Switch to fetched runtime bundles

Stop treating Firecracker, kernels, modules, and guest images as tracked source files. Source checkouts now resolve runtime assets from ./runtime, while installed binaries keep using ../lib/banger. Add a small runtimebundle helper plus runtime-bundle.toml so make can bootstrap, package, and install a runtime bundle with checksum validation. Update the shell helpers and daemon path hints to fail clearly when the bundle is missing instead of assuming repo-root artifacts. This removes the tracked runtime blobs from HEAD in favor of an ignored local runtime/ tree. Verified with go test ./..., make build, bash -n on the shell helpers, make -n install, and a temporary package/fetch smoke test. The manifest URL/SHA still need a published bundle before fresh clones can bootstrap, and history rewrite remains a separate rollout step.
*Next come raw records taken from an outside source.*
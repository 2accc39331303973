use lazy_static::lazy_static;
use prometheus::{Encoder, IntCounterVec, Opts, Registry, TextEncoder};
use std::sync::Once;
use tracing::error;

lazy_static! {
    pub static ref REGISTRY: Registry = Registry::new();

    pub static ref RATE_LIMIT_REJECTIONS_TOTAL: IntCounterVec = IntCounterVec::new(
        Opts::new(
            "venturelab_rate_limit_rejections_total",
            "Requests rejected by a rate limiter"
        ),
        &["feature"]
    )
    .unwrap();

    pub static ref MODERATION_VERDICTS_TOTAL: IntCounterVec = IntCounterVec::new(
        Opts::new(
            "venturelab_moderation_verdicts_total",
            "Moderation verdicts by kind and stage"
        ),
        &["kind", "stage"]
    )
    .unwrap();

    pub static ref LLM_REQUESTS_TOTAL: IntCounterVec = IntCounterVec::new(
        Opts::new("venturelab_llm_requests_total", "Calls made to the LLM gateway"),
        &["operation"]
    )
    .unwrap();

    pub static ref LLM_FAILURES_TOTAL: IntCounterVec = IntCounterVec::new(
        Opts::new(
            "venturelab_llm_failures_total",
            "LLM gateway calls that failed or returned unusable output"
        ),
        &["operation"]
    )
    .unwrap();

    pub static ref XP_AWARDED_TOTAL: IntCounterVec = IntCounterVec::new(
        Opts::new("venturelab_xp_awarded_total", "XP granted to students"),
        &["source"]
    )
    .unwrap();
}

static REGISTER: Once = Once::new();

pub fn register_metrics() {
    REGISTER.call_once(|| {
        let collectors: [Box<dyn prometheus::core::Collector>; 5] = [
            Box::new(RATE_LIMIT_REJECTIONS_TOTAL.clone()),
            Box::new(MODERATION_VERDICTS_TOTAL.clone()),
            Box::new(LLM_REQUESTS_TOTAL.clone()),
            Box::new(LLM_FAILURES_TOTAL.clone()),
            Box::new(XP_AWARDED_TOTAL.clone()),
        ];
        for collector in collectors {
            if let Err(e) = REGISTRY.register(collector) {
                error!("Failed to register metric: {}", e);
            }
        }
    });
}

pub fn record_rate_limited(feature: &str) {
    RATE_LIMIT_REJECTIONS_TOTAL.with_label_values(&[feature]).inc();
}

pub fn record_moderation(kind: &str, stage: &str) {
    MODERATION_VERDICTS_TOTAL
        .with_label_values(&[kind, stage])
        .inc();
}

pub fn record_llm_request(operation: &str) {
    LLM_REQUESTS_TOTAL.with_label_values(&[operation]).inc();
}

pub fn record_llm_failure(operation: &str) {
    LLM_FAILURES_TOTAL.with_label_values(&[operation]).inc();
}

pub fn record_xp(source: &str, amount: u64) {
    XP_AWARDED_TOTAL.with_label_values(&[source]).inc_by(amount);
}

/// Prometheus text exposition of every registered metric.
pub fn gather_text() -> Result<String, prometheus::Error> {
    let mut buffer = Vec::new();
    TextEncoder::new().encode(&REGISTRY.gather(), &mut buffer)?;
    String::from_utf8(buffer).map_err(|e| prometheus::Error::Msg(e.to_string()))
}

#[cfg(test)]
mod tests {
    use super::*;

    #[test]
    fn test_registration_is_idempotent_and_exported() {
        register_metrics();
        register_metrics();

        record_rate_limited("chat");
        record_xp("tank", 70);

        let text = gather_text().unwrap();
        assert!(text.contains("venturelab_rate_limit_rejections_total{feature=\"chat\"}"));
        assert!(text.contains("venturelab_xp_awarded_total{source=\"tank\"}"));
    }
}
2026-03-16 15:05:10 -03:00 · 2026-03-16 15:05:10 -03:00 · 238bb8a020
commit 238bb8a020
parent ce1be52047
6512 changed files with 1019 additions and 65372 deletions
--- a/internal/runtimebundle/bundle.go
+++ b/internal/runtimebundle/bundle.go
@ -0,0 +1,326 @@
+package runtimebundle
+
+import (
+	"archive/tar"
+	"compress/gzip"
+	"context"
+	"crypto/sha256"
+	"encoding/hex"
+	"fmt"
+	"io"
+	"net/http"
+	"net/url"
+	"os"
+	"path/filepath"
+	"sort"
+	"strings"
+
+	toml "github.com/pelletier/go-toml"
+)
+
+type Manifest struct {
+	Version       string   `toml:"version"`
+	URL           string   `toml:"url"`
+	SHA256        string   `toml:"sha256"`
+	BundleRoot    string   `toml:"bundle_root"`
+	RequiredPaths []string `toml:"required_paths"`
+}
+
+func LoadManifest(path string) (Manifest, error) {
+	data, err := os.ReadFile(path)
+	if err != nil {
+		return Manifest{}, err
+	}
+	var manifest Manifest
+	if err := toml.Unmarshal(data, &manifest); err != nil {
+		return Manifest{}, err
+	}
+	manifest.BundleRoot = strings.TrimSpace(manifest.BundleRoot)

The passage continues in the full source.